**EXERCISE MATERIAL**.
»»
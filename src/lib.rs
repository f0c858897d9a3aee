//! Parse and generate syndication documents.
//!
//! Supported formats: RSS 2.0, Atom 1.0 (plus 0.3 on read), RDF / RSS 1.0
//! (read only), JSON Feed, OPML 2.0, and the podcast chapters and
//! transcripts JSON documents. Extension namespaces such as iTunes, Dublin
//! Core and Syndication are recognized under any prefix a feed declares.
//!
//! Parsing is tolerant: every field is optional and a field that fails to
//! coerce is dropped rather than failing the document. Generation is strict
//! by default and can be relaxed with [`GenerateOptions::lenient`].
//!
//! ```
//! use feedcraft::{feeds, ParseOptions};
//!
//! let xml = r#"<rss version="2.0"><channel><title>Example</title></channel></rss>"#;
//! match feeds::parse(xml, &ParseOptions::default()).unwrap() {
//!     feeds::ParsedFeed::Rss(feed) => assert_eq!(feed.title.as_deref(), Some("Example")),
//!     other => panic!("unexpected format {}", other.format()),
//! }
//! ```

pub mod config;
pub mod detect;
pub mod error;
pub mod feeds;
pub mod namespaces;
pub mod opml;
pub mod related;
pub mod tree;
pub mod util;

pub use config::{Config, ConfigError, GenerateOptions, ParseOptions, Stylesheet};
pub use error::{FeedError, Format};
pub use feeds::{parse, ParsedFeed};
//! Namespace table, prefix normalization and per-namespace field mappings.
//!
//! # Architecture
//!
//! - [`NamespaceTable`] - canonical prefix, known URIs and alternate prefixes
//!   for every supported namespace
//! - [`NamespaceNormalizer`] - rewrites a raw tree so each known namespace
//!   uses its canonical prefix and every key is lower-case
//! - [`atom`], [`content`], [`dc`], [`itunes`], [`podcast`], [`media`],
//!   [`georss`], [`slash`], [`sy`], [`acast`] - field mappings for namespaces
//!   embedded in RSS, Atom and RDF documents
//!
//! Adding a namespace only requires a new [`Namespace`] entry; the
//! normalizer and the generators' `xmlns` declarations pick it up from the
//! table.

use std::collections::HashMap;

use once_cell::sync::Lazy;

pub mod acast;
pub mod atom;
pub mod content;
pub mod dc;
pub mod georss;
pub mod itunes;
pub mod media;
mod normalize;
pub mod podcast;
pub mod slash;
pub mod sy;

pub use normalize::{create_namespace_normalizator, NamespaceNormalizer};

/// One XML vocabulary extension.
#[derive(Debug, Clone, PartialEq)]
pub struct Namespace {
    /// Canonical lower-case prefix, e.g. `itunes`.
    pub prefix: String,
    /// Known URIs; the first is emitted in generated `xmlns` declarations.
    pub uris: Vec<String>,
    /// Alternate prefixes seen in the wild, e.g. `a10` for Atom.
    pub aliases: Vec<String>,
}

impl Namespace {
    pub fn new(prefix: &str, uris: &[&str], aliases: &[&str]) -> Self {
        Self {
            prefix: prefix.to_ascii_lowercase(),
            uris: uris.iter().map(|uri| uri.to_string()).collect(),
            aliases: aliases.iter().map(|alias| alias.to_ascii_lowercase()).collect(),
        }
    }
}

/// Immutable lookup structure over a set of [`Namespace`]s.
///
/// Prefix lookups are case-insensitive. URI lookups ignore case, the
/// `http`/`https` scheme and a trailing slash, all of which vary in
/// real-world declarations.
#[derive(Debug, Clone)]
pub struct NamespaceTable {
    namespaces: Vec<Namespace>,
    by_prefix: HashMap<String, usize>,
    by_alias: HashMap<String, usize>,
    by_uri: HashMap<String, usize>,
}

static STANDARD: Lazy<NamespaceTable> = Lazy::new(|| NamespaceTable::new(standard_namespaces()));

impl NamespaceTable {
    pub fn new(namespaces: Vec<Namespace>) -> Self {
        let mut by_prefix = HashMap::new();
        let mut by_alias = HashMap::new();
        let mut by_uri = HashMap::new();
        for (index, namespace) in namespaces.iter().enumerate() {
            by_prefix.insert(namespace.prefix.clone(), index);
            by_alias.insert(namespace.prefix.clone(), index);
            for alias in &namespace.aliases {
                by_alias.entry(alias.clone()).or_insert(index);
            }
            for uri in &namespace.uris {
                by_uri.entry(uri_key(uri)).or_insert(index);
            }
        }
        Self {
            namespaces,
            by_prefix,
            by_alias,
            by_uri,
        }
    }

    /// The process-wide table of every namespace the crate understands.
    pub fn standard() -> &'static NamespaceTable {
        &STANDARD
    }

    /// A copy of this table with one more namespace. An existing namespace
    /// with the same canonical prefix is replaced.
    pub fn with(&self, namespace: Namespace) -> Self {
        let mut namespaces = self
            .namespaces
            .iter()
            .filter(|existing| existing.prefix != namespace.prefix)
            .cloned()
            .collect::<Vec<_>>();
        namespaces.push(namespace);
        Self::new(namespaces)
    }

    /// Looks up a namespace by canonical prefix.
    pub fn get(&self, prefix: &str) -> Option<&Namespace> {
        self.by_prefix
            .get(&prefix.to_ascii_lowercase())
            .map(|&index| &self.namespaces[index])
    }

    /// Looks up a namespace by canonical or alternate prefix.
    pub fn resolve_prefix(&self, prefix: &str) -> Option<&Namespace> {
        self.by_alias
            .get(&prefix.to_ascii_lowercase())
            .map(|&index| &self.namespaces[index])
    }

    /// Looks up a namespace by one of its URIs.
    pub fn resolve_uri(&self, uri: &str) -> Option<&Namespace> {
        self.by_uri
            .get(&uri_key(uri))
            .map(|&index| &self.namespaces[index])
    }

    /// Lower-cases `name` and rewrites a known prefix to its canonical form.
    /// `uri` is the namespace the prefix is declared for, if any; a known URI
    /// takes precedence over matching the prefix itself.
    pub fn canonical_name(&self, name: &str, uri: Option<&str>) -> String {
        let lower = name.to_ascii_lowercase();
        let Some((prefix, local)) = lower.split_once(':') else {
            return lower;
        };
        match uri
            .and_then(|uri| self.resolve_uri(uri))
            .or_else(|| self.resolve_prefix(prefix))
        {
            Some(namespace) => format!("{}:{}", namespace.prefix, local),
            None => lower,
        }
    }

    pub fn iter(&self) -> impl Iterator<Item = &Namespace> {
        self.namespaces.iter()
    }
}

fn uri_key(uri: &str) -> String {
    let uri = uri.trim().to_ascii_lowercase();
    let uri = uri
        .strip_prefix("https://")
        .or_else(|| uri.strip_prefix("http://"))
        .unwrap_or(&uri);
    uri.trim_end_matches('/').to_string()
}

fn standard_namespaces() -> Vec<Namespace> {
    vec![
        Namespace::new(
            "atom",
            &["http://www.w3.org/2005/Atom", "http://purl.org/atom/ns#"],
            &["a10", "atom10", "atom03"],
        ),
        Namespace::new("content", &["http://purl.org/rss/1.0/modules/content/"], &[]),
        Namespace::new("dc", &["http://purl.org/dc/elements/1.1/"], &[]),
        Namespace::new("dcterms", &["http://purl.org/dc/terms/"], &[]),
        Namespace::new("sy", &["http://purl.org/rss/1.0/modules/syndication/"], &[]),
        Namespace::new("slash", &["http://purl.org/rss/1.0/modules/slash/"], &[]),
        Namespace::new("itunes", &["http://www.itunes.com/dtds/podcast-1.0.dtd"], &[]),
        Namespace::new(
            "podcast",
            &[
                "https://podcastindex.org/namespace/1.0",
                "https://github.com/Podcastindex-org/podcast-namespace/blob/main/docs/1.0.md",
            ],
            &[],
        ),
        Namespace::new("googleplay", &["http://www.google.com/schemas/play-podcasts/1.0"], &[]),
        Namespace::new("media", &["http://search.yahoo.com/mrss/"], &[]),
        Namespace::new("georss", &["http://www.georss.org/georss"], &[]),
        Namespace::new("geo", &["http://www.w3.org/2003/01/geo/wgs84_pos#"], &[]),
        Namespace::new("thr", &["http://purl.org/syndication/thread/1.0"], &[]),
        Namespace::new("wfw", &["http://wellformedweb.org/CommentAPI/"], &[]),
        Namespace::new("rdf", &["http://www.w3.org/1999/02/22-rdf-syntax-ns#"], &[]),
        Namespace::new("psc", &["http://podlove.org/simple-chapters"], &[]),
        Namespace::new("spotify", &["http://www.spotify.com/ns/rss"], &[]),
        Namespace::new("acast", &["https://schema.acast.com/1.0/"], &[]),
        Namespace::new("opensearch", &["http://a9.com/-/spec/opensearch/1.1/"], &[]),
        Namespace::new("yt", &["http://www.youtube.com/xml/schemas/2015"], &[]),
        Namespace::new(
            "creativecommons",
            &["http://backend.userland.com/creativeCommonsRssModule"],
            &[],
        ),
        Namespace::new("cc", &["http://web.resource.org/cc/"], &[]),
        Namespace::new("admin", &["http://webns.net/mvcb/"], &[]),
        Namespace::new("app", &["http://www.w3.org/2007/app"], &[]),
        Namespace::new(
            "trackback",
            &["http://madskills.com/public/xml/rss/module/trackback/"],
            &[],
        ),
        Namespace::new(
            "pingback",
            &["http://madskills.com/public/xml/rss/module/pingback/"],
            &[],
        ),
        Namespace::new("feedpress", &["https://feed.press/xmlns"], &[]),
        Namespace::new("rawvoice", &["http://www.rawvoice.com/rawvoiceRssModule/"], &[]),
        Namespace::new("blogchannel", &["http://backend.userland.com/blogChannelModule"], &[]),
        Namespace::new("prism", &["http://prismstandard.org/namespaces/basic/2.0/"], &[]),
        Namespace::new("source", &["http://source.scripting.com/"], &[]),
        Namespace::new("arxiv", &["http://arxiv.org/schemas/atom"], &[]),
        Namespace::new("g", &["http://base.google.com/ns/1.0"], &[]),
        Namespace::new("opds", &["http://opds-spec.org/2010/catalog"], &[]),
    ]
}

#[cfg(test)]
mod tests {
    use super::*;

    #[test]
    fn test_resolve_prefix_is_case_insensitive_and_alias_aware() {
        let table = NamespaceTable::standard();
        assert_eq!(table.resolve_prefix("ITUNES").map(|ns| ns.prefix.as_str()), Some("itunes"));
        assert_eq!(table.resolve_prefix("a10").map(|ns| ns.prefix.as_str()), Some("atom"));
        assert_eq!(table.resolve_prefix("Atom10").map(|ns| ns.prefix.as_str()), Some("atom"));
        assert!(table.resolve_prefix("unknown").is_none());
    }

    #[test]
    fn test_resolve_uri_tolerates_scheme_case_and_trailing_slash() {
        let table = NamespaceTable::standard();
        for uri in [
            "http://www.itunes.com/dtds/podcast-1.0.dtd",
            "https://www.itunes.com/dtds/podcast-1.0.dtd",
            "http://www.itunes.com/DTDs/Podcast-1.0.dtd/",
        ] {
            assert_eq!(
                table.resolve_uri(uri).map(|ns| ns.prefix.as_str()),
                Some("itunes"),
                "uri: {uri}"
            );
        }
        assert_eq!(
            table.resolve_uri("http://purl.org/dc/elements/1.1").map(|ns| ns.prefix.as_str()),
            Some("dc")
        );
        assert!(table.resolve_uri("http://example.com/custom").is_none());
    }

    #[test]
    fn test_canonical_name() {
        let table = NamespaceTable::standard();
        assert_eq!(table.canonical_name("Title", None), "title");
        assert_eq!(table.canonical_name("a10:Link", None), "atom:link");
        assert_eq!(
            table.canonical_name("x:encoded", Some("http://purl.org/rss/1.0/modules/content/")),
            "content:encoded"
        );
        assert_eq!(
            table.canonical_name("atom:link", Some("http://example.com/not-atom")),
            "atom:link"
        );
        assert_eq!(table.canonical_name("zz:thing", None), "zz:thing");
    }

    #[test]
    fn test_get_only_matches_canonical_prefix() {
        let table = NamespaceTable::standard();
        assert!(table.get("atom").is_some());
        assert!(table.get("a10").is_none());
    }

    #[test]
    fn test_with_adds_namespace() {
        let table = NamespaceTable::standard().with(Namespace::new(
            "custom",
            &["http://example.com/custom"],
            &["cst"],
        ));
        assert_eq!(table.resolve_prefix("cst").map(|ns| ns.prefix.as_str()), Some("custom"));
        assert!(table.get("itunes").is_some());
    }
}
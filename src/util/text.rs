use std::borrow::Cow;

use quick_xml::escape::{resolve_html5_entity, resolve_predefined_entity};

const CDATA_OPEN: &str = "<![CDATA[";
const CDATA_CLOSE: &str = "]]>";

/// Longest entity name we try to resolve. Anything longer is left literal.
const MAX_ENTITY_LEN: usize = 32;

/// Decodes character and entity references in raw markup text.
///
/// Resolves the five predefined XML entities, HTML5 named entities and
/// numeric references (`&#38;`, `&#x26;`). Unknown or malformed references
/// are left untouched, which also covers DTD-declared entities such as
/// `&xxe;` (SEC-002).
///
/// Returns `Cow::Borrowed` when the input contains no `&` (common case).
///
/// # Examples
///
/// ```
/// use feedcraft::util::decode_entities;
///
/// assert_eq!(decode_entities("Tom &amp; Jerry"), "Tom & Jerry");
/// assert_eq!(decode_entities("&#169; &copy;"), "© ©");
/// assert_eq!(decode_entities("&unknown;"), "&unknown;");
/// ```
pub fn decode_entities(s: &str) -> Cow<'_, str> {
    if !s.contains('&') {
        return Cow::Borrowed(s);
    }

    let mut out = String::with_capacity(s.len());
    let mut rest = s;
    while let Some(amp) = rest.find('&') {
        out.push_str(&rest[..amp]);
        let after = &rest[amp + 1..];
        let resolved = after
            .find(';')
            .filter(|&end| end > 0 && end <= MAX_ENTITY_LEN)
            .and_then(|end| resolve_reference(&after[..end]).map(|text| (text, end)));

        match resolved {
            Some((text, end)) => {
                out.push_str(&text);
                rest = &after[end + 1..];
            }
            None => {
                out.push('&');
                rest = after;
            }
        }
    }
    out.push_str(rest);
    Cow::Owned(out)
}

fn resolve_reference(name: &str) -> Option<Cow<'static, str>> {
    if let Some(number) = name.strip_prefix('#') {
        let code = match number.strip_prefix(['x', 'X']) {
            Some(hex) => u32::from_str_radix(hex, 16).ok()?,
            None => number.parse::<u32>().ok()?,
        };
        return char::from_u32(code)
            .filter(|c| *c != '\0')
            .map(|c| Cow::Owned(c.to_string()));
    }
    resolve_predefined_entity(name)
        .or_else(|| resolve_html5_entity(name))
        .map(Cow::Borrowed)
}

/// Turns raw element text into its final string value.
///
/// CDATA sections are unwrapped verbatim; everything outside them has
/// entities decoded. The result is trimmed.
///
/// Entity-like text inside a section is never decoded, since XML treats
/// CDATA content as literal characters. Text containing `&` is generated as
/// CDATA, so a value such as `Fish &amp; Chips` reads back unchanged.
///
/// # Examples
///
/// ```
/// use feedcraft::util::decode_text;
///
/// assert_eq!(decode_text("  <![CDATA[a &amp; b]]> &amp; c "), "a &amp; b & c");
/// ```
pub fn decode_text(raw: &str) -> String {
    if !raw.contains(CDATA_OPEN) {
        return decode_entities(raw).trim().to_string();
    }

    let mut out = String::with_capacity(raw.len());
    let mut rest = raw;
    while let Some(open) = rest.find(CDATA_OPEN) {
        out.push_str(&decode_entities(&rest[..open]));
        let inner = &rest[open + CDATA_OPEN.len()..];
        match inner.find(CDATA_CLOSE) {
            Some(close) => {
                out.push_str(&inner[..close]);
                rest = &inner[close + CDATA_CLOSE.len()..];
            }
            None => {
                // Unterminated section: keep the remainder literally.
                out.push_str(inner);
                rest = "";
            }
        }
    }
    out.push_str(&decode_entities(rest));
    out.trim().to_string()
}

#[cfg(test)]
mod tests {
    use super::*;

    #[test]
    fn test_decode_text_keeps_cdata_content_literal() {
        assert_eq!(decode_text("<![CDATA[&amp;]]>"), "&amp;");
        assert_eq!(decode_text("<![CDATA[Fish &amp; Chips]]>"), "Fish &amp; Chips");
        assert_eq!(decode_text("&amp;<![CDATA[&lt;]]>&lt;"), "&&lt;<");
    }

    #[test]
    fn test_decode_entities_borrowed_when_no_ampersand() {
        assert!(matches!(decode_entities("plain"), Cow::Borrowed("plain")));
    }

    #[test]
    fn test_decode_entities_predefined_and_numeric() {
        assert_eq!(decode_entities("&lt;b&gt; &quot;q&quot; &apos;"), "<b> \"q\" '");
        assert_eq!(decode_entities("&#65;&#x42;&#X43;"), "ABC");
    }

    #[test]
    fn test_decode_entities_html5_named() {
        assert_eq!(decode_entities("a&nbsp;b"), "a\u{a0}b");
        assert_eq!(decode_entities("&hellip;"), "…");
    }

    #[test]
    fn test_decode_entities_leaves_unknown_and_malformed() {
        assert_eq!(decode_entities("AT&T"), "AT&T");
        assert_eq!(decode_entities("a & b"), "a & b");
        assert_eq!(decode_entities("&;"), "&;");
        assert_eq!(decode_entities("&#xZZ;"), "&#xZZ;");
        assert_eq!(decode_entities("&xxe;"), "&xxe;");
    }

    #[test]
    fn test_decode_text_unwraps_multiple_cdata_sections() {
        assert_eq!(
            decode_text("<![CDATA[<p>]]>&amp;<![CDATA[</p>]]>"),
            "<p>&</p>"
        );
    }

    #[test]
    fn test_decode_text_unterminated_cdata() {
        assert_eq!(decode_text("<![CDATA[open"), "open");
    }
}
««
**TASK GOAL**. Print only the lines that run from the start of the listing to the line bearing "that fails to"; please keep the first line and that last one, exactly as they appear.

**REPLY**.
filename src/lib.rs
repository f0c858897d9a3aee
//! Parse and generate syndication documents.
//!
//! Supported formats: RSS 2.0, Atom 1.0 (plus 0.3 on read), RDF / RSS 1.0
//! (read only), JSON Feed, OPML 2.0, and the podcast chapters and
//! transcripts JSON documents. Extension namespaces such as iTunes, Dublin
//! Core and Syndication are recognized under any prefix a feed declares.
//!
//! Parsing is tolerant: every field is optional and a field that fails to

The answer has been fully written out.